Of course I keep an eye on Leo, the playground is not in my direct line of sight by the soccer field, so I check on him throughout the game. Again, it does not go unnoticed how far we've come. Just a few years ago I would never have dreamed of taking Leo to a playground and not watching him like a hawk, fearing that he'd run off into the street or just, run off altogether.

Two weeks ago, during one of my "checks," I noticed Leo was sitting atop the monkey bars. Sobbing. I walked over to him and asked him what was wrong. He told me that a boy had pushed him. He pointed to a group of young boys several hundred yards away, paying no attention to Leo.

It's always a little touchy, being the mom at the playground with older kids. I wasn't about to bust in and reprimand anyone: I didn't see what happened. So I told Leo that the next time something like that happened, he should come and get me.

Then yesterday, after Ellie's game, I let her join Leo at the playground for a few minutes. Ellie had ordered me to "guard her Oreos," and I was happy to oblige at the bench in front of the slides. A short while later, a little girl from Ellie's soccer team approached a dad who was standing next to me, talking to a mom.

"Excuse me! Excuse me!" the little girl was quite persistent.

I thought maybe someone was hurt.

"That boy over there, he's talking funny. And...he's older. He's not a baby or a little kid but he kind of sounds like one. He's not talking right." 

Now my ears were really perked up: I realized she was talking about Leo.

"Is anyone hurt?" the dad asked. "Is someone fighting?"

"Well, um, no," the girl answered.

"OK, so..." the dad just looked at her and she slowly walked away.

It was just so ODD. She didn't even seem to know the dad. So she was tattling on Leo...for "not talking right?"

I couldn't help myself. I slowly followed the little girl. There was Leo once again, sitting atop the monkey bars and looking very upset, his lip curled over into a pout, his face, red.

The little girl was back at it.

"Well why does he talk like that? What is he saying?" She was talking to a small group of children, one of whom was Ellie. No one was saying anything, except Ellie. Sweet Ellie. Thank goodness for Ellie.

"He goes to speech school (that's what we've nicknamed Leo's private speech therapy, which he goes to on Saturday mornings. Ellie likes to come along because it means she gets a lollipop). And he just talks how he talks. Not everyone talks the same you know."

Ellie wasn't letting this little girl (who happened to be Ellie's teammate, I realized) get away with anything.

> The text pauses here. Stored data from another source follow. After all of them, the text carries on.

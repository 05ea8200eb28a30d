// Schema file loaders

use crate::{ConfigError, Result, SchemaDefinition};
use fieldcheck_log::debug;
use fieldcheck_validation::Schema;
use std::fs;
use std::path::Path;

/// Supported schema file formats
#[derive(Debug, Clone, Copy, PartialEq, Eq)]
pub enum FileFormat {
    Json,
    Toml,
}

impl FileFormat {
    pub fn from_extension(ext: &str) -> Option<Self> {
        match ext.to_lowercase().as_str() {
            "json" => Some(FileFormat::Json),
            "toml" => Some(FileFormat::Toml),
            _ => None,
        }
    }
}

/// Schema definition loader
#[derive(Debug, Clone, Copy)]
pub struct SchemaLoader {
    format: FileFormat,
}

impl SchemaLoader {
    pub fn new(format: FileFormat) -> Self {
        Self { format }
    }

    /// Auto-detect format from file extension
    pub fn auto(path: impl AsRef<Path>) -> Result<Self> {
        let ext = path
            .as_ref()
            .extension()
            .and_then(|s| s.to_str())
            .ok_or_else(|| ConfigError::LoadError("No file extension found".to_string()))?;

        let format = FileFormat::from_extension(ext)
            .ok_or_else(|| ConfigError::LoadError(format!("Unsupported format: {}", ext)))?;

        Ok(Self::new(format))
    }

    pub fn format(&self) -> FileFormat {
        self.format
    }

    /// Load and build a schema from a file
    pub fn load_file(&self, path: impl AsRef<Path>) -> Result<Schema> {
        let path = path.as_ref();
        debug!(target: "fieldcheck::config", "loading schema from {}", path.display());

        let content = fs::read_to_string(path).map_err(|e| {
            ConfigError::LoadError(format!("Failed to read {}: {}", path.display(), e))
        })?;

        self.parse(&content)
    }

    /// Parse and build a schema from a string
    pub fn parse(&self, content: &str) -> Result<Schema> {
        self.parse_definition(content)?.build()
    }

    /// Parse a schema definition without building its rules
    pub fn parse_definition(&self, content: &str) -> Result<SchemaDefinition> {
        match self.format {
            FileFormat::Json => serde_json::from_str(content)
                .map_err(|e| ConfigError::ParseError(format!("JSON parse error: {}", e))),
            FileFormat::Toml => toml::from_str(content)
                .map_err(|e| ConfigError::ParseError(format!("TOML parse error: {}", e))),
        }
    }
}

/// Load a schema, picking the format from the file extension.
pub fn load_schema(path: impl AsRef<Path>) -> Result<Schema> {
    let path = path.as_ref();
    SchemaLoader::auto(path)?.load_file(path)
}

She was very matter of fact about Leo's speech: He just talks that way. What's your point?
And to be fair, none of the other kids in the group seemed to know what to say to her either, nor understand what her problem was.

It was an odd situation. I didn't want to intervene and be the pushy helicopter mom.  The girl wasn't being outwardly cruel, just kind of insensitive. I told Leo it was time to go (which it was), but I watched as Ellie's teammate actually climbed down from the monkey bars and actually followed Ellie, continuing to ask her about "Why he talks that way?"

In hindsight, I wonder if it was a "teachable moment." Maybe I should have said something to the girl about diversity and how not everyone speaks in the same way, looks the same, etcetera (though I feel like Ellie had covered that already). Unless someone is in harm's way, I really like to let kids try and work things out (especially kids I don't know!).

And now, a new reason to keep an eye on Leo at the playground.